**Task statement:**
Return verbatim all lines from the first one in the records to the line with "if let Err(e)", both ends kept.

**Data for analysis:**
>>>

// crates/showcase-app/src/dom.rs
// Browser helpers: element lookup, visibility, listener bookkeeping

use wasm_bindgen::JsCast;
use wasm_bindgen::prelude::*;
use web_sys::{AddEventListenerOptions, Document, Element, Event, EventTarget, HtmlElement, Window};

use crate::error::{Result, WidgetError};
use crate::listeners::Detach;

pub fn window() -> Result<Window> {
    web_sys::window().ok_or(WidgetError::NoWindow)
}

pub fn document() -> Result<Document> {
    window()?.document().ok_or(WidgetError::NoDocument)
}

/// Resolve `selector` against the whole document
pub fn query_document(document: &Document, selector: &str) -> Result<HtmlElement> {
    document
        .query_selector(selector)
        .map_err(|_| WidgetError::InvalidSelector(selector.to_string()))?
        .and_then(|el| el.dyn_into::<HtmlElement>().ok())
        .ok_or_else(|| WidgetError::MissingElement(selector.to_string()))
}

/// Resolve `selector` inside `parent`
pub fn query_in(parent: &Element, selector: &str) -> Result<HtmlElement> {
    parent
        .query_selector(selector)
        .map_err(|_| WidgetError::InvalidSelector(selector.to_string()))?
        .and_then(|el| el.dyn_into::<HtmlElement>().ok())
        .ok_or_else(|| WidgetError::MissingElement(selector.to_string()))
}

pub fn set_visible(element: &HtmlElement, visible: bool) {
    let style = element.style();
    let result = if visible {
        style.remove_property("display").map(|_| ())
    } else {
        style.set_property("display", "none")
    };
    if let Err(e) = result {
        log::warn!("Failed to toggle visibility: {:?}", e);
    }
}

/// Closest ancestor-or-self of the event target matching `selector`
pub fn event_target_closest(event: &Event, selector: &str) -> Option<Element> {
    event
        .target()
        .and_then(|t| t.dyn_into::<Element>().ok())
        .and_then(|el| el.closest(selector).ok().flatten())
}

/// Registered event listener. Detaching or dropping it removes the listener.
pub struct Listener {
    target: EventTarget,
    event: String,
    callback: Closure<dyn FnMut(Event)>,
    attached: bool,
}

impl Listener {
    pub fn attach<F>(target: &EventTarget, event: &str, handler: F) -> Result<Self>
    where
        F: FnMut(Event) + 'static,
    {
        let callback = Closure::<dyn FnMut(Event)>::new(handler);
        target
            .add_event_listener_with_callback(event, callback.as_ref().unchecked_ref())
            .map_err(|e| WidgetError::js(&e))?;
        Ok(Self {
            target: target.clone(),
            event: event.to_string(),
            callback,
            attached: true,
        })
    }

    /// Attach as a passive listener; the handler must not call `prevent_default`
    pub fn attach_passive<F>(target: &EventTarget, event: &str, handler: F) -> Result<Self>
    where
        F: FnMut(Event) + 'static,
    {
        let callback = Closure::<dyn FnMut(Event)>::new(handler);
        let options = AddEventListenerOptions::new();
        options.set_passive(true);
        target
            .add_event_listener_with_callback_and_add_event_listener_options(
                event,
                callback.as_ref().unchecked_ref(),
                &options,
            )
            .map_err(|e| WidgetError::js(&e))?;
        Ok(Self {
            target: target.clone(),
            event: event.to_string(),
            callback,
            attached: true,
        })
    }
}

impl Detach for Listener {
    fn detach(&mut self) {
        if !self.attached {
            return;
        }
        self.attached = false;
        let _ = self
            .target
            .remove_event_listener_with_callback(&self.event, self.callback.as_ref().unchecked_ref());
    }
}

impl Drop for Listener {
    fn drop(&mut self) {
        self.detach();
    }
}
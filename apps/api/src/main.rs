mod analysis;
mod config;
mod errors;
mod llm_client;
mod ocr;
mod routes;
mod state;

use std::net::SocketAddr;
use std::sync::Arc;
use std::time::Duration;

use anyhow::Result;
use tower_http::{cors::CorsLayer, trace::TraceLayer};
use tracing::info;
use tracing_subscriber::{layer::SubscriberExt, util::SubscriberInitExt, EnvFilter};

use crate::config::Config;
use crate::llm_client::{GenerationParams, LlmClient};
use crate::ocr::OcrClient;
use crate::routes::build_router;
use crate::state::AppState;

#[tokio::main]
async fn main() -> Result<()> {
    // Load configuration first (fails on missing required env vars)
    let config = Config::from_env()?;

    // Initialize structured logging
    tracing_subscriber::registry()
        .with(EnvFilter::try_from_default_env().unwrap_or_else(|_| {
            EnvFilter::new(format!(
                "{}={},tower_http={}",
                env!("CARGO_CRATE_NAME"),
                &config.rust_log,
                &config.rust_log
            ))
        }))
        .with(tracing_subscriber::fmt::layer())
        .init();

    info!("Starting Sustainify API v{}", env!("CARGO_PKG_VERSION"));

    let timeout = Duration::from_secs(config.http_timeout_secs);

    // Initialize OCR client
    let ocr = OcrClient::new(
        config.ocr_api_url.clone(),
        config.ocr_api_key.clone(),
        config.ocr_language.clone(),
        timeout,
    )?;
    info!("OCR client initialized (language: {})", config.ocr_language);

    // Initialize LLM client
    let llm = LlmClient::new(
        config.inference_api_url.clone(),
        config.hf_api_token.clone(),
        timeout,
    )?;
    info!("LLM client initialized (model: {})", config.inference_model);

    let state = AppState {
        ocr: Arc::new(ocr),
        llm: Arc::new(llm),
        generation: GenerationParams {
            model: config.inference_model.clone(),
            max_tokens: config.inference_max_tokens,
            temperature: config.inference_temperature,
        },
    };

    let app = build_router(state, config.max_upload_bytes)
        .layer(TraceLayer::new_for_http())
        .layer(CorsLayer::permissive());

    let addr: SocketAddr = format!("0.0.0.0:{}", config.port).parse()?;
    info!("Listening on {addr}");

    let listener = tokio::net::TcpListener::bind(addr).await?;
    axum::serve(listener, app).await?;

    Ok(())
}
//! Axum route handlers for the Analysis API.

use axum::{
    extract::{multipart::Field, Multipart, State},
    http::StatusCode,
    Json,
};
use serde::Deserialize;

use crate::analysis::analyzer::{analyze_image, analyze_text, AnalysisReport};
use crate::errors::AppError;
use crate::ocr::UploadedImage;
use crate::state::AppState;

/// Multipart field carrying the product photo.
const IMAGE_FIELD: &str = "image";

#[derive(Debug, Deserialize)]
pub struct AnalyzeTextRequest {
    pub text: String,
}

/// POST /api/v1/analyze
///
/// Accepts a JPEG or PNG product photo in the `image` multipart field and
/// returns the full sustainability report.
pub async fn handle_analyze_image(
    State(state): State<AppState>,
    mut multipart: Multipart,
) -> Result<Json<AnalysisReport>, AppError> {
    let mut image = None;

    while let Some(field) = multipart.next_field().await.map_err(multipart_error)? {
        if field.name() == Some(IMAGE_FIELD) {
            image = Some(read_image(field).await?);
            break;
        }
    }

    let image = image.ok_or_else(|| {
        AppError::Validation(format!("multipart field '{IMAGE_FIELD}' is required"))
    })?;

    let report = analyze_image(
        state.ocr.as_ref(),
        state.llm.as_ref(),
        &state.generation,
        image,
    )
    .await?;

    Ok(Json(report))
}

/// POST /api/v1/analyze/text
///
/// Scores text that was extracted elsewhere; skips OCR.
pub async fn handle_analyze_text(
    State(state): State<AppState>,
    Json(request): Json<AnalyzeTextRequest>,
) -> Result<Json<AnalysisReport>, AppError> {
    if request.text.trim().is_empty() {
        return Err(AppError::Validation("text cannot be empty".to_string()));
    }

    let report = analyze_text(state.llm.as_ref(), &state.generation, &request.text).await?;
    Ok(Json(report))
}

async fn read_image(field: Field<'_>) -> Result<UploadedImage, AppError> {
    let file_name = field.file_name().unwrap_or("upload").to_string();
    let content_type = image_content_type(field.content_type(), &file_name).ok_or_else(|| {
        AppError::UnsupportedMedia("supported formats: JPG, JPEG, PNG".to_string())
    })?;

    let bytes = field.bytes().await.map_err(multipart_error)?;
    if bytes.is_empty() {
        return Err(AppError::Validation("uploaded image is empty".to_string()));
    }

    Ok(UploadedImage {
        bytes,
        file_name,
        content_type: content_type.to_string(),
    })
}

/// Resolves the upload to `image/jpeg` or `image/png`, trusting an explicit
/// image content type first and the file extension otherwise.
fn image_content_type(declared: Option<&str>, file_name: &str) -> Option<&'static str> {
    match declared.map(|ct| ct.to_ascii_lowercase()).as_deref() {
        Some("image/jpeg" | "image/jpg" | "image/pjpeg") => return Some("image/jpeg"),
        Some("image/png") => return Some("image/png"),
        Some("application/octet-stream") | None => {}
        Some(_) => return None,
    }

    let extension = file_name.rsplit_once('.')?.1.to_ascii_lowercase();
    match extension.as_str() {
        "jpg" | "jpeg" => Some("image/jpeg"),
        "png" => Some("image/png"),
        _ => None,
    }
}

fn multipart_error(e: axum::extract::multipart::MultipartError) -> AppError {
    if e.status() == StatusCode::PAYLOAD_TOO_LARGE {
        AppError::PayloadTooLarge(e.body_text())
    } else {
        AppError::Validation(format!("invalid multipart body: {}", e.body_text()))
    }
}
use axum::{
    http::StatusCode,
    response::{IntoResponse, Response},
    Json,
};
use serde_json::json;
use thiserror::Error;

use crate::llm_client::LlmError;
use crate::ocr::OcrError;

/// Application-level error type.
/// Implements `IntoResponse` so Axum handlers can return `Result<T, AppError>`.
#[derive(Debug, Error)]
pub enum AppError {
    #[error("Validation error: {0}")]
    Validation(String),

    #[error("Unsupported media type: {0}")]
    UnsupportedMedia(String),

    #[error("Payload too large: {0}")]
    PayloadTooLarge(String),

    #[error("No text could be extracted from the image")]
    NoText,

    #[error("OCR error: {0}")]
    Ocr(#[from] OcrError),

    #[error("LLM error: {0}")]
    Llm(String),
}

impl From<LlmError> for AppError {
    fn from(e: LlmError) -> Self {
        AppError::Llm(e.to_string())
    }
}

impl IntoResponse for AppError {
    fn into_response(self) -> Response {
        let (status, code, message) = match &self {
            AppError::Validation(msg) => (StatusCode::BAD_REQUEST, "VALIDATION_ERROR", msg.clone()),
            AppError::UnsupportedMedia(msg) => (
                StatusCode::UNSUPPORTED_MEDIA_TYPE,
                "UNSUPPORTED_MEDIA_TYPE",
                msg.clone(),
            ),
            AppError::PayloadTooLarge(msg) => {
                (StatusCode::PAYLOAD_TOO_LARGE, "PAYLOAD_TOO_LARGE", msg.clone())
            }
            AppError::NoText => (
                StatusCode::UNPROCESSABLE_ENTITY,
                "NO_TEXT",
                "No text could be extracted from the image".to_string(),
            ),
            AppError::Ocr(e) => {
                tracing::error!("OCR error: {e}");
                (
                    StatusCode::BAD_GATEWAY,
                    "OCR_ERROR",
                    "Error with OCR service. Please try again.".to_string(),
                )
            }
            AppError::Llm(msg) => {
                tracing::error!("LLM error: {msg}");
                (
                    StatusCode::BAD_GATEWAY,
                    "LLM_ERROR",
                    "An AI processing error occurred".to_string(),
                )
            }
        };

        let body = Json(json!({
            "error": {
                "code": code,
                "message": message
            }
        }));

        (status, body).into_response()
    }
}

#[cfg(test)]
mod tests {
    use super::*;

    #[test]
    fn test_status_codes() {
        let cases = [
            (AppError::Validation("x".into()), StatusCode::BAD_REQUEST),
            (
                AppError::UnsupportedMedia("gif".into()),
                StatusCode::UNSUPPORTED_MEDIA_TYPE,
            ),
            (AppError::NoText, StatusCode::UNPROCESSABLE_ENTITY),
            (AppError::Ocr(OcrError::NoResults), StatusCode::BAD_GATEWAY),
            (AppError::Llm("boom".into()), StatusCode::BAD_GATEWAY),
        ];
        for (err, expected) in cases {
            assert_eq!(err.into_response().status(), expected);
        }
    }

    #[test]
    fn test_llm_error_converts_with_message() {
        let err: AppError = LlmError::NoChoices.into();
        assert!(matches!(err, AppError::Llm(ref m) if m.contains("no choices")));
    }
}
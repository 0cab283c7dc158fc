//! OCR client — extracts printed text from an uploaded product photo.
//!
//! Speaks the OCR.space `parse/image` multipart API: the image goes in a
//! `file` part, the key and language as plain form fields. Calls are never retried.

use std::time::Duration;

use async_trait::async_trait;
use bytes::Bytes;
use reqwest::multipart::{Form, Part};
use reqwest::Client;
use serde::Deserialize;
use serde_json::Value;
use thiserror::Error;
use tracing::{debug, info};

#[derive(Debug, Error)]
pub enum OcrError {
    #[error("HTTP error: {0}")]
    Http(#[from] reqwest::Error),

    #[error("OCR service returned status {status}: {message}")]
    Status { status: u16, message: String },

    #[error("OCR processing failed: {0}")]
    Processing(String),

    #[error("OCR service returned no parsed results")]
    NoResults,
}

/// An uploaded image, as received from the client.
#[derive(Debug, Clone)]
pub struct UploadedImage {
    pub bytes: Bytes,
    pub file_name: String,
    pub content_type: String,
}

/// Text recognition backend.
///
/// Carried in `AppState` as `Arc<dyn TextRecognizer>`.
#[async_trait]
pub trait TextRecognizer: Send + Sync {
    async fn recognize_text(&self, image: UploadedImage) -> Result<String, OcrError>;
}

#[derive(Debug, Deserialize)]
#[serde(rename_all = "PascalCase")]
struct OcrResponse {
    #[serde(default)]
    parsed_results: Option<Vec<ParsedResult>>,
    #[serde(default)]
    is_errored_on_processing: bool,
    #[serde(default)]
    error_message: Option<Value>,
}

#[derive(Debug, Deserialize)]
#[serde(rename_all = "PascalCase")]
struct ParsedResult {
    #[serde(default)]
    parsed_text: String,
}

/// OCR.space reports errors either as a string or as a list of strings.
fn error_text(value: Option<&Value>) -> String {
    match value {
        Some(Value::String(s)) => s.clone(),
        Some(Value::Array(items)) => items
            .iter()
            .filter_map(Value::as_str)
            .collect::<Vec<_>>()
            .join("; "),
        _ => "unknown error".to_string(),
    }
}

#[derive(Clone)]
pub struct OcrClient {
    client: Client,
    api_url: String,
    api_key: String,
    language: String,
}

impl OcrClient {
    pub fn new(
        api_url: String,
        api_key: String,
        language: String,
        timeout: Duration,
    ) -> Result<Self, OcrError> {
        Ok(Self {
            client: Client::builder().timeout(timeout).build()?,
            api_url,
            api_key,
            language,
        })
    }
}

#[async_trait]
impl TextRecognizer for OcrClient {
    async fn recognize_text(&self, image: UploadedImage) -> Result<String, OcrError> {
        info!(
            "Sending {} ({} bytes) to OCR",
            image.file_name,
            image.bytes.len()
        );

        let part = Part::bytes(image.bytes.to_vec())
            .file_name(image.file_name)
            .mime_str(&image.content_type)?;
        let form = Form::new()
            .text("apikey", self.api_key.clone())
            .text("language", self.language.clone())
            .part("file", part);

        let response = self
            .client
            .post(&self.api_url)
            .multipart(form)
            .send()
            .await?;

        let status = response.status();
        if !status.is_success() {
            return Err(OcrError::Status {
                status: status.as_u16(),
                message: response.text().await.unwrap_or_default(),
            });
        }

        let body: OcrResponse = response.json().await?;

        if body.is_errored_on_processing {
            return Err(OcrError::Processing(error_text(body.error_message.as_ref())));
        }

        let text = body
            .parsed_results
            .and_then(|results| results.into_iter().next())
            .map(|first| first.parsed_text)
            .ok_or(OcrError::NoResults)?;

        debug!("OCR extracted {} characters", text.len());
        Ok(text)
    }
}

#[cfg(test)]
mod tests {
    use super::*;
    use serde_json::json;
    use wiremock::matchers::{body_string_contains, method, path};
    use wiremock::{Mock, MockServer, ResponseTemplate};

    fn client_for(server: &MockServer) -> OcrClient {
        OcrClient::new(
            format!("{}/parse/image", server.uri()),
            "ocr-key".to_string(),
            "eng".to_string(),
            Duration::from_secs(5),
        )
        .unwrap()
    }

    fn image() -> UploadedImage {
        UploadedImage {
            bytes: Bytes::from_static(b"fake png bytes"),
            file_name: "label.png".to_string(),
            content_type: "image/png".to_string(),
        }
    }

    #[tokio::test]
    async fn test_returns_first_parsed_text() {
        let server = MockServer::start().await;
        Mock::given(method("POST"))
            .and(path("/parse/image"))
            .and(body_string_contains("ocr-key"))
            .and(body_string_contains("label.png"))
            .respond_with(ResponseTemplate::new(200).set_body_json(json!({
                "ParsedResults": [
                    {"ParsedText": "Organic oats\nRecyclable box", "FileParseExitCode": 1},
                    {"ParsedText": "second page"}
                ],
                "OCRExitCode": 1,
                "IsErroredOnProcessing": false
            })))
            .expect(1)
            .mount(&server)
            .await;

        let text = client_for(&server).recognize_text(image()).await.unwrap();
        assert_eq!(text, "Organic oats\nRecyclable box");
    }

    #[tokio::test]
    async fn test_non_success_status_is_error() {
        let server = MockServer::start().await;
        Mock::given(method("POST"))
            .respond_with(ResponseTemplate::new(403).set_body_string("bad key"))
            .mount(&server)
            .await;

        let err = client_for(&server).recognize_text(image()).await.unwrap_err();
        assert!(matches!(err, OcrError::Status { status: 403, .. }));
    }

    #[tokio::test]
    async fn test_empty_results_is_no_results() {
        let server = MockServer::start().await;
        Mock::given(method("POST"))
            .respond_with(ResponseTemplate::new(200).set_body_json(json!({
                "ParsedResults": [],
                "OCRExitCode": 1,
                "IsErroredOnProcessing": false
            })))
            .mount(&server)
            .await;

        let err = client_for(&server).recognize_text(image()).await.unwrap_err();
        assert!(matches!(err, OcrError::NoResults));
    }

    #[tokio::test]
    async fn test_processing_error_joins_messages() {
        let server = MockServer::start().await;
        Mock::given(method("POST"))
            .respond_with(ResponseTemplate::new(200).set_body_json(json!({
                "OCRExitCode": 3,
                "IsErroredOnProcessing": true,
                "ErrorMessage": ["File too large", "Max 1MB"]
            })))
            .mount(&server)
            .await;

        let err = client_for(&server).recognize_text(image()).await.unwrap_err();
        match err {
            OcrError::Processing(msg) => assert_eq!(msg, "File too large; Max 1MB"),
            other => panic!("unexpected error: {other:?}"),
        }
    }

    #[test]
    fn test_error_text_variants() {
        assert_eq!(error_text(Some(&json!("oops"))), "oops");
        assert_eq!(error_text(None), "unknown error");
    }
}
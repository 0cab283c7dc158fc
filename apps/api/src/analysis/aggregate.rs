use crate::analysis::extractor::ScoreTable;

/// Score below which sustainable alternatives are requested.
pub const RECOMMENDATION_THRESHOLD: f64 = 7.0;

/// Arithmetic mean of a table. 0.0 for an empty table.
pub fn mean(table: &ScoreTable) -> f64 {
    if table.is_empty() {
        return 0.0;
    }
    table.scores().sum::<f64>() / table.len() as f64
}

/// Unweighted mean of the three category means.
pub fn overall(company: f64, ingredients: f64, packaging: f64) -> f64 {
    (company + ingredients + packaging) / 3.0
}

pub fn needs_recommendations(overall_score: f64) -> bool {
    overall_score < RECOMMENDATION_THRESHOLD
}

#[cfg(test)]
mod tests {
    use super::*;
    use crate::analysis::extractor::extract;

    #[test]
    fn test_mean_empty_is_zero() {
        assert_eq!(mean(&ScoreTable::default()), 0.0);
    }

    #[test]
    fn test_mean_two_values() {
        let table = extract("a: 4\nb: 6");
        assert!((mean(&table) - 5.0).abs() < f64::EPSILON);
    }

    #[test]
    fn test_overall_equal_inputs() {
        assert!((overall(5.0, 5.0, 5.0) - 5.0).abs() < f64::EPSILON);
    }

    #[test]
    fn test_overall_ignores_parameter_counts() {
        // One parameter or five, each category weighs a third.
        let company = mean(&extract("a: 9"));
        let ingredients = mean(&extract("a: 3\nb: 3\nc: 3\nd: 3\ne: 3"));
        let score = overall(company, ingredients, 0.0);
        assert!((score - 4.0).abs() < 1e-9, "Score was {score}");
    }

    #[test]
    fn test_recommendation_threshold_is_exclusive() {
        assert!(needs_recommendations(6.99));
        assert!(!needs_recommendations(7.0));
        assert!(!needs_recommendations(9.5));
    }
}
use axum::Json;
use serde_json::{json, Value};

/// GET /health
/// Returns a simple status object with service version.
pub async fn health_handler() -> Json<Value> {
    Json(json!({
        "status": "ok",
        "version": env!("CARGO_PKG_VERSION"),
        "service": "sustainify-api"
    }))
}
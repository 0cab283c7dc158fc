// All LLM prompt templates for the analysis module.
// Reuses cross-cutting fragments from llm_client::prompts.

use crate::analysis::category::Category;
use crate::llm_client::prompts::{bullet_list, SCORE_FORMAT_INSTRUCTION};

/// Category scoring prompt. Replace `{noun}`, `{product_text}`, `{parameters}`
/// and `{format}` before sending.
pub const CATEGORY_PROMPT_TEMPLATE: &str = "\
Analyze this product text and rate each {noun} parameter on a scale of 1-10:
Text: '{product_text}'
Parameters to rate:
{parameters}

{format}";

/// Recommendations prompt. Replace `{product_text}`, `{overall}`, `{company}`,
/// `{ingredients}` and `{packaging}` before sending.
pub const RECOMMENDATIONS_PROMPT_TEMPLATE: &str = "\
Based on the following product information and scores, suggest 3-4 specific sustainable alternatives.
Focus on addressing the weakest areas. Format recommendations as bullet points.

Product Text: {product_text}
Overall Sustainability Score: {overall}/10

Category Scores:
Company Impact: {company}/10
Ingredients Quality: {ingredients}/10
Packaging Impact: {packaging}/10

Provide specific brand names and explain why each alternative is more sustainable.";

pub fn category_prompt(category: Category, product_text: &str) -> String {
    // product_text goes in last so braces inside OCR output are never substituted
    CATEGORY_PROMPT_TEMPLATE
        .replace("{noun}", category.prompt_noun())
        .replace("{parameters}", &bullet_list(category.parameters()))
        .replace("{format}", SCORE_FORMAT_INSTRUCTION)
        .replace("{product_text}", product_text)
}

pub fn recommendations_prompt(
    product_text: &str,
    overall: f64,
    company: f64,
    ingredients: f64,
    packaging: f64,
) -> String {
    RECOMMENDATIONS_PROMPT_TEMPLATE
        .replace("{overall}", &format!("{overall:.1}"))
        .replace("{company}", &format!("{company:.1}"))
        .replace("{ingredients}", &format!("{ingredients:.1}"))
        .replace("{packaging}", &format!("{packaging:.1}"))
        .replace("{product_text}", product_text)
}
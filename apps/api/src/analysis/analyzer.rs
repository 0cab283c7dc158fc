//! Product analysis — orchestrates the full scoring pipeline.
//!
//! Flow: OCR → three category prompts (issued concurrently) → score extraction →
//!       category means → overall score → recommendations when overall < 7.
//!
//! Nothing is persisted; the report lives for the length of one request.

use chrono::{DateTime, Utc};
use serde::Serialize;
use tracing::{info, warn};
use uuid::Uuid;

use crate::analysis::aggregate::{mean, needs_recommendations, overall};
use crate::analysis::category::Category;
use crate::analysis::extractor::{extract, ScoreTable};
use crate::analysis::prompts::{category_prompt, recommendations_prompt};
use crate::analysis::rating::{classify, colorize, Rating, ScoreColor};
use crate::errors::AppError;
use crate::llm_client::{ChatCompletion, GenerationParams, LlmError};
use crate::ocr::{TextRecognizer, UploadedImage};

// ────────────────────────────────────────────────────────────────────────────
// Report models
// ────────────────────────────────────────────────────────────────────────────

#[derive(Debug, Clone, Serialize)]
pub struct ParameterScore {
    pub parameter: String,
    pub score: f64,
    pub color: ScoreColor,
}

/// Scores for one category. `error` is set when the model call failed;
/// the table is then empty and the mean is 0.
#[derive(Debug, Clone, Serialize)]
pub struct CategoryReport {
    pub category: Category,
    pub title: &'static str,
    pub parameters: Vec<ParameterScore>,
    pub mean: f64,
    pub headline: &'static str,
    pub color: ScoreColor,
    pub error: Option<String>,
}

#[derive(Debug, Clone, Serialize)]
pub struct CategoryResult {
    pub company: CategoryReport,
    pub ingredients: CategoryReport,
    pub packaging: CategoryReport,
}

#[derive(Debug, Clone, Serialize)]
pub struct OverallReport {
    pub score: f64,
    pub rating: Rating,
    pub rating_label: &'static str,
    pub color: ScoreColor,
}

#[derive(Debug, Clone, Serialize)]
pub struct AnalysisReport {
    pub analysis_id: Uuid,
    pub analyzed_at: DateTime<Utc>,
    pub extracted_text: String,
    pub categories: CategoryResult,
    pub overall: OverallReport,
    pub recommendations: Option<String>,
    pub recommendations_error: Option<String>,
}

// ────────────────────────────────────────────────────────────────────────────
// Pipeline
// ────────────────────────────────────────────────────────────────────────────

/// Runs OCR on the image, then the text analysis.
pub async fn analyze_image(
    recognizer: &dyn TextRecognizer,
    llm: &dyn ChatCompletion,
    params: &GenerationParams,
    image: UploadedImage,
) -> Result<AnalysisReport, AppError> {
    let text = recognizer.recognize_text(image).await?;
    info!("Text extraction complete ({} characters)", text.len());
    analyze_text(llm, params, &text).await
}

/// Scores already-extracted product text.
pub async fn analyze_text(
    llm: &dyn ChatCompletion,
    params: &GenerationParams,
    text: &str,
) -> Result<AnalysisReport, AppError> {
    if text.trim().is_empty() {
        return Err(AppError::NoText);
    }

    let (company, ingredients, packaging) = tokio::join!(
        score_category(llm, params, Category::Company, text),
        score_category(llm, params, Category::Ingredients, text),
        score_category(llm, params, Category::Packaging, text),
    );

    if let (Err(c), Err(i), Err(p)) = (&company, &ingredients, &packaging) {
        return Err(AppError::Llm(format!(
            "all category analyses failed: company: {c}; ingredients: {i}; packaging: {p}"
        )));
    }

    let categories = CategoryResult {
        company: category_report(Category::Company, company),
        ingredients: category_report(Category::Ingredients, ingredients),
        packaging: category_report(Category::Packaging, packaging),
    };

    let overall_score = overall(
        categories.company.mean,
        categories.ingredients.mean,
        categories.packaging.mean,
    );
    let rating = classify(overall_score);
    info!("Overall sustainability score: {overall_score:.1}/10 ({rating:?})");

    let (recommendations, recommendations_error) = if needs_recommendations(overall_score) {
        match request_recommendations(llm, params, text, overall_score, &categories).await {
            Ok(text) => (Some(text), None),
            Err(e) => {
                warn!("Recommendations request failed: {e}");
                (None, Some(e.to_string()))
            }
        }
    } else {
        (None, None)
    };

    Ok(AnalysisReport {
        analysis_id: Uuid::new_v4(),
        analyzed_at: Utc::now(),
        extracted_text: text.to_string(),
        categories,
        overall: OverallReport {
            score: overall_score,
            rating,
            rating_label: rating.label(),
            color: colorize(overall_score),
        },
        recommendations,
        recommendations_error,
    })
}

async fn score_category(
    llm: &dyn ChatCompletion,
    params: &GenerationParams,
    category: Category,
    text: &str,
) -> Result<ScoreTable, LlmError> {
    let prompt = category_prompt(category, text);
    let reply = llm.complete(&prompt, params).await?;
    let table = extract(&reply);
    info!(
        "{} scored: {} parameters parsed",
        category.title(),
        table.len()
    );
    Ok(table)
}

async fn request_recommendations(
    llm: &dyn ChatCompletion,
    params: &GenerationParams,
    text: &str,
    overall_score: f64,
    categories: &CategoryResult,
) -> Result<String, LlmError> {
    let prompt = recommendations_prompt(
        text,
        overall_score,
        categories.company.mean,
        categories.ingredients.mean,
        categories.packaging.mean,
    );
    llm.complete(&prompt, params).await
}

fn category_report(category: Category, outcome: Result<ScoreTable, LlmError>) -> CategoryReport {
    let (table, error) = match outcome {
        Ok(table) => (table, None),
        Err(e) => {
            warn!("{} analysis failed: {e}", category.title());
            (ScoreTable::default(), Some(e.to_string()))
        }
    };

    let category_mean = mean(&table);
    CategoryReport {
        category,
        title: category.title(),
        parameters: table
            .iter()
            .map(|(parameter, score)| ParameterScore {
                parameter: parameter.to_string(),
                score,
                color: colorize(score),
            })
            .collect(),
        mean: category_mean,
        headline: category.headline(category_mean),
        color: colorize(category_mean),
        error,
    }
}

<<<

**Exercise solution:**
// crates/showcase-app/src/dom.rs
// Browser helpers: element lookup, visibility, listener bookkeeping

use wasm_bindgen::JsCast;
use wasm_bindgen::prelude::*;
use web_sys::{AddEventListenerOptions, Document, Element, Event, EventTarget, HtmlElement, Window};

use crate::error::{Result, WidgetError};
use crate::listeners::Detach;

pub fn window() -> Result<Window> {
    web_sys::window().ok_or(WidgetError::NoWindow)
}

pub fn document() -> Result<Document> {
    window()?.document().ok_or(WidgetError::NoDocument)
}

/// Resolve `selector` against the whole document
pub fn query_document(document: &Document, selector: &str) -> Result<HtmlElement> {
    document
        .query_selector(selector)
        .map_err(|_| WidgetError::InvalidSelector(selector.to_string()))?
        .and_then(|el| el.dyn_into::<HtmlElement>().ok())
        .ok_or_else(|| WidgetError::MissingElement(selector.to_string()))
}

/// Resolve `selector` inside `parent`
pub fn query_in(parent: &Element, selector: &str) -> Result<HtmlElement> {
    parent
        .query_selector(selector)
        .map_err(|_| WidgetError::InvalidSelector(selector.to_string()))?
        .and_then(|el| el.dyn_into::<HtmlElement>().ok())
        .ok_or_else(|| WidgetError::MissingElement(selector.to_string()))
}

pub fn set_visible(element: &HtmlElement, visible: bool) {
    let style = element.style();
    let result = if visible {
        style.remove_property("display").map(|_| ())
    } else {
        style.set_property("display", "none")
    };
    if let Err(e) = result {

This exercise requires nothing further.